Lauretta Ngcobo, author and activist, Died at 84

  Writers

Lauretta Ngcobo was born in 1931, and died on November 3, 2015.

She was a South African novelist and essayist.

After being in exile between 1963 and 1994, Lauretta lived in Durban.

Her writings between the 1960s and early 1990s have been described as offering “significant insights into the experiences of Black women of apartheid’s vagaries”.

The daughter of Simon Gwina, Lauretta was born in Ixopo, KwaZulu-Natal, grew up there, and was educated at the University of Fort Hare.

She married Abednego Bhekabantu Ngcobo, a founder and member of the executive of the Pan Africanist Congress.

In 1963, facing imminent arrest, the family fled the country, moving to Swaziland, then Zambia and finally England, where she taught school for 25 years.

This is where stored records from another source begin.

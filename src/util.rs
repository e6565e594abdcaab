/// Human-readable elapsed-time display for the per-compilation log lines.
pub struct DurationDisplay(pub std::time::Duration);

impl std::fmt::Display for DurationDisplay {
    fn fmt(&self, f: &mut std::fmt::Formatter<'_>) -> std::fmt::Result {
        let nanos = self.0.as_nanos();
        if nanos >= 1_000_000_000 {
            write!(f, "{:.3} seconds", self.0.as_secs_f64())
        } else if nanos >= 1_000_000 {
            write!(f, "{:.3} ms", nanos as f64 / 1_000_000.0)
        } else if nanos >= 1_000 {
            write!(f, "{:.3} us", nanos as f64 / 1_000.0)
        } else {
            write!(f, "{} ns", nanos)
        }
    }
}

#[cfg(test)]
mod test {
    use super::*;
    use std::time::Duration;

    #[test]
    fn picks_a_sensible_unit() {
        assert_eq!(
            DurationDisplay(Duration::from_millis(1500)).to_string(),
            "1.500 seconds"
        );
        assert_eq!(
            DurationDisplay(Duration::from_micros(2500)).to_string(),
            "2.500 ms"
        );
        assert_eq!(DurationDisplay(Duration::from_nanos(999)).to_string(), "999 ns");
    }
}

Lauretta returned to South Africa in 1994. Her husband died in 1997.

In South Africa she taught for a while before becoming a Member of the KwaZulu-Natal Legislature, where she spent 11 years before retiring in 2008.

Lauretta died in hospital in Johannesburg on Tuesday, November 3, 2015, following a stroke.

In 2006, Lauretta received the Lifetime Achievement Literary Award of the South African Literary Awards.

In 2008, Lauretta was awarded the Order of Ikhamanga for her work in literature and in promoting gender equality.

Lauretta was named an eThekwini Living Legend in 2012, and in 2014 she received an honorary doctorate of Technology in Arts and Design from Durban University of Technology.

Lauretta passed away at age 84 in November 2015.